**YOUR TASK**
Every record must be repeated precisely as it stands.

===== DATA PROVIDED =====

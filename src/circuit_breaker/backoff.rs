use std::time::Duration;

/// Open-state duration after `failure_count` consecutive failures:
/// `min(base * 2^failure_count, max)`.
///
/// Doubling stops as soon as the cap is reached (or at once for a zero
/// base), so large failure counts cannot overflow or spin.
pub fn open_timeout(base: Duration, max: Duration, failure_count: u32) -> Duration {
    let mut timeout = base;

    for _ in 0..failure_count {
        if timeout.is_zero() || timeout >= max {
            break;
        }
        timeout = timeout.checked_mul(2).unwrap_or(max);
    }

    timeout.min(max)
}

=====

**SOLUTION FOR THIS TASK**
filename src/circuit_breaker/backoff.rs
use std::time::Duration;

/// Open-state duration after `failure_count` consecutive failures:
/// `min(base * 2^failure_count, max)`.
///
/// Doubling stops as soon as the cap is reached (or at once for a zero
/// base), so large failure counts cannot overflow or spin.
pub fn open_timeout(base: Duration, max: Duration, failure_count: u32) -> Duration {
    let mut timeout = base;

    for _ in 0..failure_count {
        if timeout.is_zero() || timeout >= max {
            break;
        }
        timeout = timeout.checked_mul(2).unwrap_or(max);
    }

    timeout.min(max)
}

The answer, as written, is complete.